The summer that I turned twenty-nine, we decided to get pregnant. Instead, I got cancer.

I have asked people many times how they would start their own autobiography and nobody has ever come up with as good of an opening line as that, except perhaps Melville or God (but I didn’t really ask them). I am not writing this to tell people about how to have cancer with dignity or how to cure their cancer with positive thinking. This is about my life with cancer. It’s about how I lived and how—probably—I will die. I’m writing it down now so that one day my daughter will have something to read and so that maybe she can get a sense of who I was, since the chances that she will know me are getting slimmer and slimmer.

Here's the short version, which is pretty long anyway… When I was twenty-eight, I wanted to have a baby. Andy and I had been married about four years. We discussed having a baby and decided to wait one more year. Andy was going to quit his job and try to make it as an artist for a year. A year is not much time to try to make it as an artist, but it was all the time we thought we could spare. We needed to get a house or at least a bigger apartment. We wanted to have children, the house—all the middle class things. So, we could only sensibly afford to wait a year. Andy and I never do anything that is not sensible. So, for a year, he tried to sell his artwork. And I pined for a baby.

At the end of the year, we began looking for a house. Andy got his old job back in publishing. We started having unprotected sex. I had never had sex without birth control in my entire life. I am such a good girl that even though I "lost my virginity" when I was sixteen and still in high school, I always used birth control. Back in 1979, we didn't worry about AIDS (we were lucky) and my high school boyfriend was a virgin, too. I suppose he could have been lying about that, but I had been going with the same guy for three years and we saw each other almost every day during that time. I was reasonably certain that he had never had sex. Anyway, I had a diaphragm from Planned Parenthood the first time I ever had sex with anyone and by the summer of my twenty-ninth birthday, I had had sex many times (mostly with my husband) and had never once done without some form of birth control.

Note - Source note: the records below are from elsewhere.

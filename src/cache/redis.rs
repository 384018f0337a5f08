//! # Redis
//!
//! Shared cache for every process serving reads.
//!
//! - Values are JSON strings written with `SET key value PX ttl`
//! - Keys are namespaced as `<prefix>:<cache key>`
//! - Prefix invalidation walks `SCAN MATCH` cursors and deletes each page
use std::time::Duration;

use ::redis::aio::{ConnectionManager, ConnectionManagerConfig};
use ::redis::{AsyncCommands, Client};
use async_trait::async_trait;

use super::CacheBackend;
use crate::error::CacheError;

const SCAN_BATCH: usize = 200;

pub struct RedisCache {
    connection: ConnectionManager,
    namespace: String,
}

impl RedisCache {
    pub async fn connect(redis_url: &str, namespace: &str) -> Result<Self, CacheError> {
        let config = ConnectionManagerConfig::new()
            .set_number_of_retries(1)
            .set_connection_timeout(Duration::from_millis(500));

        let client = Client::open(redis_url)?;
        let connection = client.get_connection_manager_with_config(config).await?;

        Ok(Self {
            connection,
            namespace: namespace.to_string(),
        })
    }

    fn namespaced(&self, key: &str) -> String {
        format!("{}:{}", self.namespace, key)
    }
}

/// Escape glob metacharacters so a cache key prefix matches literally.
fn escape_pattern(raw: &str) -> String {
    let mut escaped = String::with_capacity(raw.len());
    for c in raw.chars() {
        if matches!(c, '*' | '?' | '[' | ']' | '\\') {
            escaped.push('\\');
        }
        escaped.push(c);
    }
    escaped
}

#[async_trait]
impl CacheBackend for RedisCache {
    async fn get(&self, key: &str) -> Result<Option<String>, CacheError> {
        let mut connection = self.connection.clone();
        let value: Option<String> = connection.get(self.namespaced(key)).await?;
        Ok(value)
    }

    async fn set(&self, key: &str, value: String, ttl: Duration) -> Result<(), CacheError> {
        let mut connection = self.connection.clone();
        let ttl_ms = ttl.as_millis().max(1) as u64;
        let _: () = ::redis::cmd("SET")
            .arg(self.namespaced(key))
            .arg(value)
            .arg("PX")
            .arg(ttl_ms)
            .query_async(&mut connection)
            .await?;
        Ok(())
    }

    async fn delete_prefix(&self, prefix: &str) -> Result<usize, CacheError> {
        let mut connection = self.connection.clone();
        let pattern = format!("{}*", escape_pattern(&self.namespaced(prefix)));
        let mut cursor: u64 = 0;
        let mut removed = 0usize;

        loop {
            let (next, keys): (u64, Vec<String>) = ::redis::cmd("SCAN")
                .arg(cursor)
                .arg("MATCH")
                .arg(&pattern)
                .arg("COUNT")
                .arg(SCAN_BATCH)
                .query_async(&mut connection)
                .await?;

            if !keys.is_empty() {
                let deleted: usize = connection.del(&keys).await?;
                removed += deleted;
            }

            if next == 0 {
                break;
            }
            cursor = next;
        }

        Ok(removed)
    }

    fn backend_type(&self) -> &'static str {
        "redis"
    }
}

#[cfg(test)]
mod tests {
    use super::*;

    #[test]
    fn glob_metacharacters_are_escaped() {
        assert_eq!(escape_pattern("alerts:"), "alerts:");
        assert_eq!(
            escape_pattern("company:name=Acme*[EU]"),
            "company:name=Acme\\*\\[EU\\]"
        );
    }
}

I had also lost weight. I decided that it was a good idea to eat right, lose weight, begin exercising, and generally be healthy before I got pregnant. So I was much thinner than I had been since college. Maybe it was because I was thinner that I noticed a bulge in my abdomen. I went to the doctor, who said I had fibroid tumors in my uterus. He said that it happens all the time and that he could remove them, repair the uterus, and have us back to trying to get pregnant in a few months. We decided to have surgery right away. I'll talk more about my doctor, Kenneth Edelin, later. But, briefly, he said there was a one in 200 chance that the tumors could turn out to be cancerous. He knew that I wanted to have a baby. He swore to me that he would only do a hysterectomy to save my life.

I was terrified. I had never been in the hospital before. I was scared. They took my glasses away and I could not see anything. I remember the doctor taking my hand in the operating room and telling me not to worry.

When I woke up, I guess I was in the recovery room. I went back to sleep. The next thing I remember was waking up in a hospital room. Andy was there. I was so glad to see him. I asked him something that I don't remember, but he says that I asked him if the operation went okay. He could answer truthfully that it had gone okay. I fell back to sleep. Later, Dr. Edelin came into the room and took my hand.

"I don't have a needle in my back," I said, referring to the epidural that I was supposed to have had.

"That is just one of the things that went wrong today," Edelin said.

"What do you mean?" I asked. I looked at Andy.

Edelin told me that the fibroid tumors had turned out to be cancerous and that he had done a hysterectomy. I don't remember much else about that moment. I remember thinking that he meant that I was never going to have a baby. And I remember thinking that I would be dead in a few weeks.

Later that night, my mother and my stepfather showed up. Mommy kissed me hello. I don't know at what point in the conversation this happened, but I asked her to call my daddy and tell him that I had cancer. (I had not spoken to my father in a couple of years. Nothing had happened; there was no big fight or falling out. We just simply stopped calling and seeing each other. Dad didn't seem to care. Every once in a while, I would wonder what I had done to make him hate me. But I was afraid to call and ask him. I was afraid he would not care.) When I asked them to tell my daddy that I had cancer, they all sighed with relief. It turns out that they had already called him and he was coming to Boston the next day. Andy thought that I might be angry that they had called him, so everyone was relieved when I asked them to tell Dad. I really did not expect him to come to Boston. But I kept thinking that I was going to die in a few weeks and that it might be really difficult to hear that your daughter is dead without a little warning. I thought if they called Dad and told him that I was sick, then they could call him back when I died a couple of weeks later and it wouldn't come as such a shock. It wasn't the most coherent thought process, but I was on morphine after all and had just found out that I had cancer. I guess I wasn't thinking all that clearly.